On eve of International Anti-Corruption Day, veteran anti-corruption activist blames gov’t for failing to curb wrongdoing.
NEW DELHI (AA) – Corruption cannot be controlled in a country like India unless there is transparency and strong anti-corruption and grievance redressal mechanisms and institutions, the country’s top anti-corruption activist said.
Speaking to Anadolu Agency on the eve of International Anti-Corruption Day to be observed on Thursday, Anjali Bhardwaj, who has been working on issues of transparency and accountability, accused the government of not taking strong measures to curb corruption in the country.
India’s rank slipped six places among 180 countries last year in a corruption perception index by Transparency International released in January.
Bhardwaj, who was among the recipients of the new International Anticorruption Champions Award announced by the US administration earlier this year, said that in India, corruption was not limited to the highest echelons but permeated through the lowest level of administration.
“People are forced to pay bribes to access what is rightfully theirs,” she said adding that there were also “big-ticket corruption scams,” such as one related to the 2010 New Delhi Commonwealth Games, another known as the Vyapam scam concerning entrance exams, admission, and recruitment into educational institutes and public jobs, and allegations of corruption in a deal to purchase Rafale jets from France.
“But, we also see that even to be able to get a ration card or a passport, people are expected to pay a bribe. There is corruption at that level as well,” she said.
– Right to information
Blaming the government for failure in tackling corruption, Bhardwaj said: “One would have imagined that they (the government) would work towards strengthening the Right to Information (RTI) Act regime in the country because that empowers citizens to expose and fight corruption. But, the RTI framework has been weakened through amendments in 2019.”
In 2019, the Indian government amended the act, enabling the federal government to set the tenure, salaries, and service conditions for information commissioners at central as well as state levels.
“The amendment basically means that commissioners know that if they give any direction which the central government doesn’t like, then their terms of services could be adversely impacted. This has compromised the autonomy of information commissions,” she said.
“No government is interested in empowering citizens to question.

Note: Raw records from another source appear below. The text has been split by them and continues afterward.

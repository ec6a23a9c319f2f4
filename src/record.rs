use crate::kinematics::FourMomentum;
use crate::particle::{FinalStateParticle, Hadron, Parent, ParticleStatus};
use crate::species::Species;

/// One line of the event record.
#[derive(Debug, Clone, PartialEq)]
pub struct RecordEntry {
    pub species: Species,
    pub status: ParticleStatus,
    pub mother: Option<usize>,
    pub momentum: FourMomentum,
    pub vertex: [f64; 4],
}

/// Append-only list of every particle in an event, linked by mother index.
#[derive(Debug, Clone, Default, PartialEq)]
pub struct EventRecord {
    entries: Vec<RecordEntry>,
}

impl EventRecord {
    pub fn new() -> Self {
        Self::default()
    }

    /// Append a particle and return its index.
    pub fn append(
        &mut self,
        species: Species,
        status: ParticleStatus,
        mother: Option<usize>,
        momentum: FourMomentum,
        vertex: [f64; 4],
    ) -> usize {
        self.entries.push(RecordEntry {
            species,
            status,
            mother,
            momentum,
            vertex,
        });
        self.entries.len() - 1
    }

    pub fn append_hadron(&mut self, hadron: &Hadron, mother: Option<usize>) -> usize {
        self.append(
            hadron.species,
            hadron.status,
            mother,
            hadron.momentum,
            hadron.vertex,
        )
    }

    /// Append the output of one transport step, resolving parent links.
    ///
    /// Returns the record index of each descendant, in order.
    pub fn append_descendants(
        &mut self,
        hadron_index: Option<usize>,
        descendants: &[FinalStateParticle],
    ) -> Vec<usize> {
        let mut indices: Vec<usize> = Vec::with_capacity(descendants.len());
        for particle in descendants {
            let mother = match particle.parent {
                Parent::Hadron => hadron_index,
                Parent::Descendant(k) => indices.get(k).copied(),
            };
            let index = self.append(
                particle.species,
                particle.status,
                mother,
                particle.momentum,
                particle.vertex,
            );
            indices.push(index);
        }
        indices
    }

    pub fn get(&self, index: usize) -> Option<&RecordEntry> {
        self.entries.get(index)
    }

    pub fn len(&self) -> usize {
        self.entries.len()
    }

    pub fn is_empty(&self) -> bool {
        self.entries.is_empty()
    }

    pub fn iter(&self) -> impl Iterator<Item = &RecordEntry> {
        self.entries.iter()
    }

    pub fn children(&self, index: usize) -> impl Iterator<Item = usize> + '_ {
        self.entries
            .iter()
            .enumerate()
            .filter(move |(_, e)| e.mother == Some(index))
            .map(|(i, _)| i)
    }

    pub fn final_state(&self) -> impl Iterator<Item = &RecordEntry> {
        self.entries
            .iter()
            .filter(|e| e.status == ParticleStatus::StableFinalState)
    }

    /// Summed four-momentum of the stable final-state particles.
    pub fn final_state_momentum(&self) -> FourMomentum {
        self.final_state().map(|e| e.momentum).sum()
    }

    pub fn final_state_charge(&self) -> i32 {
        self.final_state().map(|e| e.species.charge()).sum()
    }

    pub fn final_state_baryon_number(&self) -> i32 {
        self.final_state().map(|e| e.species.baryon_number()).sum()
    }
}
/// Linear interpolation of tabulated `y(x)` at `x_new`.
///
/// `x` must be ascending. Outside the tabulated range the nearest end value is
/// returned; an empty table yields zero.
pub fn interpolate_linear(x: &[f64], y: &[f64], x_new: f64) -> f64 {
    let n = x.len().min(y.len());
    match n {
        0 => return 0.0,
        1 => return y[0],
        _ => {}
    }
    if x_new <= x[0] {
        return y[0];
    }
    if x_new >= x[n - 1] {
        return y[n - 1];
    }

    // first index with x > x_new; the bracket is [hi - 1, hi]
    let hi = x[..n].partition_point(|&xi| xi <= x_new);
    let lo = hi - 1;
    let t = (x_new - x[lo]) / (x[hi] - x[lo]);
    y[lo] + t * (y[hi] - y[lo])
}

#[cfg(test)]
mod tests {
    use super::*;

    #[test]
    fn test_interpolate_linear() {
        let x = [0.0, 100.0, 300.0];
        let y = [0.1, 0.3, 0.7];
        assert_eq!(interpolate_linear(&x, &y, -5.0), 0.1);
        assert_eq!(interpolate_linear(&x, &y, 500.0), 0.7);
        assert!((interpolate_linear(&x, &y, 50.0) - 0.2).abs() < 1e-12);
        assert!((interpolate_linear(&x, &y, 200.0) - 0.5).abs() < 1e-12);
        assert_eq!(interpolate_linear(&x, &y, 100.0), 0.3);
    }

    #[test]
    fn test_degenerate_tables() {
        assert_eq!(interpolate_linear(&[], &[], 1.0), 0.0);
        assert_eq!(interpolate_linear(&[10.0], &[0.4], 1.0), 0.4);
    }
}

So, there have always been attempts to weaken the law after it was passed in 2005. There has been a consistent attack on the law since 2014.”
According to Bhardwaj, the government has also been reluctant to recruit more commissioners, resulting in cases piling up.
She alleged that an atmosphere of fear has been created against “those who dare to question.” Scaring away people “is one way in which the RTI regime has been compromised,” she added.
– Set of institutions
“We needed a set of institutions to be able to fight corruption at different levels,” Bhardwaj said.
She underlined that legislation for an anti-corruption authority or ombudsman body, known as the Lokpal law, had been passed in 2014.
“But until 2019, the government did not appoint a single Lokpal, which meant the body was defunct for five years … Those selected were widely seen as government appointees and the independence of the Lokpal was compromised,” she explained, adding that the whole intention of the law had been to “have a strongly independent and empowered institution to investigate cases of corruption.”
She said: “The Whistleblowers Protection Act 2014 was passed by both houses of parliament, but never operationalized. It means people are threatened and murdered for exposing corruption.”
Attacks on activists advocating for the right to information have been growing in India for years, Bhardwaj said, adding that last month, an RTI activist and journalist who had exposed illegal clinics was murdered.